▶ **Task to complete**: Every entry in the listing below has to be transcribed exactly.

———

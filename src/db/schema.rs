// src/db/schema.rs

use std::fmt::Debug;

use serde::Serialize;
use serde_json::{Map, Value};
use sqlx::postgres::PgRow;
use sqlx::FromRow;
use uuid::Uuid;

use crate::common::{error::AppError, query::SqlValue};

/// Tipo de dado de uma coluna editável; decide como o JSON vira `SqlValue`.
#[derive(Debug, Clone, Copy, PartialEq, Eq)]
pub enum ColumnKind {
    Text,
    Integer,
    Uuid,
    // Senha: aceita texto e é gravada como hash bcrypt
    Secret,
}

/// Enum fechado das colunas que um UpdatePatch pode tocar.
///
/// Nada fora deste enum chega ao SQL como identificador, então `id`,
/// `created_at` e `updated_at` nunca são editáveis por patch.
pub trait Column: Copy + Debug + Send + Sync + 'static {
    const ALL: &'static [Self];

    fn name(self) -> &'static str;
    fn kind(self) -> ColumnKind;

    fn from_name(name: &str) -> Option<Self> {
        Self::ALL.iter().copied().find(|c| c.name() == name)
    }
}

/// Descritor de uma entidade: tabela, SELECT com os joins e como os requests
/// viram valores de coluna. O repositório e o serviço genéricos só conhecem isso.
pub trait Schema: Send + Sync + 'static {
    /// Nome usado em logs e mensagens ("Filial", "Staff"...)
    const ENTITY: &'static str;
    const TABLE: &'static str;

    /// Lista do SELECT, com aliases batendo com os campos do `Record`
    const SELECT_COLUMNS: &'static str;
    /// FROM + joins com a tabela pai
    const FROM: &'static str;
    const ID_COLUMN: &'static str;
    const SEARCH_COLUMN: &'static str;
    const CREATED_AT_COLUMN: &'static str;

    type Column: Column;
    type Record: for<'r> FromRow<'r, PgRow> + Serialize + Debug + Clone + Send + Sync + Unpin;
    type Create: Debug + Send + Sync;
    type Update: Debug + Send + Sync;

    fn insert_values(input: &Self::Create) -> Vec<(&'static str, SqlValue)>;
    fn update_values(input: &Self::Update) -> Vec<(&'static str, SqlValue)>;
}

/// Valida as chaves do mapa contra o enum de colunas e converte cada valor
/// para o tipo da coluna.
pub fn parse_patch_fields<C: Column>(
    fields: &Map<String, Value>,
) -> Result<Vec<(C, SqlValue)>, AppError> {
    let mut parsed = Vec::with_capacity(fields.len());

    for (key, value) in fields {
        let column = C::from_name(key)
            .ok_or_else(|| AppError::InvalidArgument(format!("unknown field: {}", key)))?;
        parsed.push((column, coerce(column, key, value)?));
    }

    Ok(parsed)
}

fn coerce<C: Column>(column: C, key: &str, value: &Value) -> Result<SqlValue, AppError> {
    let mismatch = |expected: &str| {
        AppError::InvalidArgument(format!("field {} expects {}", key, expected))
    };

    match (column.kind(), value) {
        (ColumnKind::Text, Value::Null) => Ok(SqlValue::Text(None)),
        (ColumnKind::Text, Value::String(s)) => Ok(SqlValue::Text(Some(s.clone()))),
        (ColumnKind::Text, _) => Err(mismatch("a string")),

        (ColumnKind::Integer, Value::Null) => Ok(SqlValue::Integer(None)),
        (ColumnKind::Integer, Value::Number(n)) => {
            // Números que chegam como double (2.0) também valem
            let as_int = n
                .as_i64()
                .or_else(|| n.as_f64().filter(|f| f.fract() == 0.0).map(|f| f as i64));
            as_int
                .and_then(|i| i32::try_from(i).ok())
                .map(|i| SqlValue::Integer(Some(i)))
                .ok_or_else(|| mismatch("an integer"))
        }
        (ColumnKind::Integer, _) => Err(mismatch("an integer")),

        (ColumnKind::Uuid, Value::Null) => Ok(SqlValue::Uuid(None)),
        (ColumnKind::Uuid, Value::String(s)) => Uuid::parse_str(s)
            .map(|id| SqlValue::Uuid(Some(id)))
            .map_err(|_| mismatch("a uuid")),
        (ColumnKind::Uuid, _) => Err(mismatch("a uuid")),

        (ColumnKind::Secret, Value::String(s)) if !s.is_empty() => Ok(SqlValue::Secret(s.clone())),
        (ColumnKind::Secret, _) => Err(mismatch("a non-empty string")),
    }
}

———

▶ **Reply to the exercise**:
filename src/db/schema.rs
// src/db/schema.rs

use std::fmt::Debug;

use serde::Serialize;
use serde_json::{Map, Value};
use sqlx::postgres::PgRow;
use sqlx::FromRow;
use uuid::Uuid;

use crate::common::{error::AppError, query::SqlValue};

/// Tipo de dado de uma coluna editável; decide como o JSON vira `SqlValue`.
#[derive(Debug, Clone, Copy, PartialEq, Eq)]
pub enum ColumnKind {
    Text,
    Integer,
    Uuid,
    // Senha: aceita texto e é gravada como hash bcrypt
    Secret,
}

/// Enum fechado das colunas que um UpdatePatch pode tocar.
///
/// Nada fora deste enum chega ao SQL como identificador, então `id`,
/// `created_at` e `updated_at` nunca são editáveis por patch.
pub trait Column: Copy + Debug + Send + Sync + 'static {
    const ALL: &'static [Self];

    fn name(self) -> &'static str;
    fn kind(self) -> ColumnKind;

    fn from_name(name: &str) -> Option<Self> {
        Self::ALL.iter().copied().find(|c| c.name() == name)
    }
}

/// Descritor de uma entidade: tabela, SELECT com os joins e como os requests
/// viram valores de coluna. O repositório e o serviço genéricos só conhecem isso.
pub trait Schema: Send + Sync + 'static {
    /// Nome usado em logs e mensagens ("Filial", "Staff"...)
    const ENTITY: &'static str;
    const TABLE: &'static str;

    /// Lista do SELECT, com aliases batendo com os campos do `Record`
    const SELECT_COLUMNS: &'static str;
    /// FROM + joins com a tabela pai
    const FROM: &'static str;
    const ID_COLUMN: &'static str;
    const SEARCH_COLUMN: &'static str;
    const CREATED_AT_COLUMN: &'static str;

    type Column: Column;
    type Record: for<'r> FromRow<'r, PgRow> + Serialize + Debug + Clone + Send + Sync + Unpin;
    type Create: Debug + Send + Sync;
    type Update: Debug + Send + Sync;

    fn insert_values(input: &Self::Create) -> Vec<(&'static str, SqlValue)>;
    fn update_values(input: &Self::Update) -> Vec<(&'static str, SqlValue)>;
}

/// Valida as chaves do mapa contra o enum de colunas e converte cada valor
/// para o tipo da coluna.
pub fn parse_patch_fields<C: Column>(
    fields: &Map<String, Value>,
) -> Result<Vec<(C, SqlValue)>, AppError> {
    let mut parsed = Vec::with_capacity(fields.len());

    for (key, value) in fields {
        let column = C::from_name(key)
            .ok_or_else(|| AppError::InvalidArgument(format!("unknown field: {}", key)))?;
        parsed.push((column, coerce(column, key, value)?));
    }

    Ok(parsed)
}

fn coerce<C: Column>(column: C, key: &str, value: &Value) -> Result<SqlValue, AppError> {
    let mismatch = |expected: &str| {
        AppError::InvalidArgument(format!("field {} expects {}", key, expected))
    };

    match (column.kind(), value) {
        (ColumnKind::Text, Value::Null) => Ok(SqlValue::Text(None)),
        (ColumnKind::Text, Value::String(s)) => Ok(SqlValue::Text(Some(s.clone()))),
        (ColumnKind::Text, _) => Err(mismatch("a string")),

        (ColumnKind::Integer, Value::Null) => Ok(SqlValue::Integer(None)),
        (ColumnKind::Integer, Value::Number(n)) => {
            // Números que chegam como double (2.0) também valem
            let as_int = n
                .as_i64()
                .or_else(|| n.as_f64().filter(|f| f.fract() == 0.0).map(|f| f as i64));
            as_int
                .and_then(|i| i32::try_from(i).ok())
                .map(|i| SqlValue::Integer(Some(i)))
                .ok_or_else(|| mismatch("an integer"))
        }
        (ColumnKind::Integer, _) => Err(mismatch("an integer")),

        (ColumnKind::Uuid, Value::Null) => Ok(SqlValue::Uuid(None)),
        (ColumnKind::Uuid, Value::String(s)) => Uuid::parse_str(s)
            .map(|id| SqlValue::Uuid(Some(id)))
            .map_err(|_| mismatch("a uuid")),
        (ColumnKind::Uuid, _) => Err(mismatch("a uuid")),

        (ColumnKind::Secret, Value::String(s)) if !s.is_empty() => Ok(SqlValue::Secret(s.clone())),
        (ColumnKind::Secret, _) => Err(mismatch("a non-empty string")),
    }
}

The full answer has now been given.